Segment Start: Records shown
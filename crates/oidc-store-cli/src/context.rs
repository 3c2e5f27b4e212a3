use std::path::PathBuf;
use std::sync::Arc;

use anyhow::Result;
use oidc_store::{Clock, DynBackend, StoreError, StoreFactory, SystemClock, TableConfig};
use oidc_store_memory::MemoryBackend;
use oidc_store_postgres::PostgresBackend;
use tracing::{debug, info};

use crate::cli::BackendKind;
use crate::config::CliConfig;

pub enum BackendHandle {
    Memory(Arc<MemoryBackend>),
    Postgres(Arc<PostgresBackend>),
}

impl BackendHandle {
    fn as_dyn(&self) -> DynBackend {
        match self {
            Self::Memory(backend) => backend.clone(),
            Self::Postgres(backend) => backend.clone(),
        }
    }
}

/// Everything a command needs: the store factory and the concrete backend
/// for maintenance operations.
pub struct Context {
    pub factory: StoreFactory,
    pub backend: BackendHandle,
    pub clock: Arc<dyn Clock>,
    snapshot: Option<PathBuf>,
}

impl Context {
    pub async fn build(config: &CliConfig, kind: BackendKind) -> Result<Self> {
        let tables = config.resolve_tables()?;

        let mut snapshot = None;
        let backend = match kind {
            BackendKind::Memory if config.memory.persist => {
                let path = config.memory.path.clone();
                let backend = MemoryBackend::load(&path)?;
                snapshot = Some(path);
                BackendHandle::Memory(Arc::new(backend))
            }
            BackendKind::Memory => BackendHandle::Memory(Arc::new(MemoryBackend::new())),
            BackendKind::Postgres => {
                let backend = PostgresBackend::connect(&config.postgres, &tables)
                    .await
                    .map_err(StoreError::from)?;
                BackendHandle::Postgres(Arc::new(backend))
            }
        };
        info!(backend = ?kind, "Backend ready");

        let mut ctx = Self::with_backend(backend, tables)?;
        ctx.snapshot = snapshot;
        Ok(ctx)
    }

    pub fn with_backend(backend: BackendHandle, tables: TableConfig) -> Result<Self, StoreError> {
        let clock: Arc<dyn Clock> = Arc::new(SystemClock);
        let factory = StoreFactory::new(backend.as_dyn(), clock.clone(), tables)?;
        Ok(Self {
            factory,
            backend,
            clock,
            snapshot: None,
        })
    }

    pub fn tables(&self) -> &TableConfig {
        self.factory.tables()
    }

    /// Writes the memory backend back to its snapshot file, if it has one.
    pub fn persist(&self) -> Result<(), StoreError> {
        if let (BackendHandle::Memory(backend), Some(path)) = (&self.backend, &self.snapshot) {
            backend.save(path)?;
            debug!(path = %path.display(), "Memory backend saved");
        }
        Ok(())
    }
}

#[cfg(test)]
mod tests {
    use oidc_store::{ArtifactKind, GrantRevoker};
    use serde_json::{Map, Value, json};

    use super::*;

    fn payload(value: Value) -> Map<String, Value> {
        value.as_object().cloned().unwrap()
    }

    fn memory_config(path: PathBuf) -> CliConfig {
        let mut config = CliConfig::default();
        config.tables.prefix = Some("cli_".to_string());
        config.memory.path = path;
        config
    }

    #[tokio::test]
    async fn test_memory_backend_keeps_artifacts_between_runs() {
        let dir = tempfile::tempdir().unwrap();
        let config = memory_config(dir.path().join("store.json"));

        let first = Context::build(&config, BackendKind::Memory).await.unwrap();
        first
            .factory
            .for_kind("RefreshToken")
            .upsert("r1", payload(json!({"grantId": "G1"})), None)
            .await
            .unwrap();
        first.persist().unwrap();

        let second = Context::build(&config, BackendKind::Memory).await.unwrap();
        let found = second.factory.for_kind("RefreshToken").find("r1").await.unwrap();
        assert!(found.is_some());
        assert_eq!(
            second.tables().table(ArtifactKind::RefreshToken),
            Some("cli_refresh_tokens")
        );

        let report = second.factory.revocation().revoke("G1").await.unwrap();
        assert_eq!(report.deleted, 1);
    }

    #[tokio::test]
    async fn test_memory_backend_without_persistence_starts_empty() {
        let dir = tempfile::tempdir().unwrap();
        let path = dir.path().join("store.json");
        let mut config = memory_config(path.clone());
        config.memory.persist = false;

        let ctx = Context::build(&config, BackendKind::Memory).await.unwrap();
        ctx.factory
            .for_kind("AccessToken")
            .upsert("a1", payload(json!({})), Some(60))
            .await
            .unwrap();
        ctx.persist().unwrap();

        assert!(!path.exists());
    }
}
Segment End: Records shown
**Exercise**
The answer must be every line of the data that contains the word "first".

**Solved problem**
        let first = Context::build(&config, BackendKind::Memory).await.unwrap();
        first
        first.persist().unwrap();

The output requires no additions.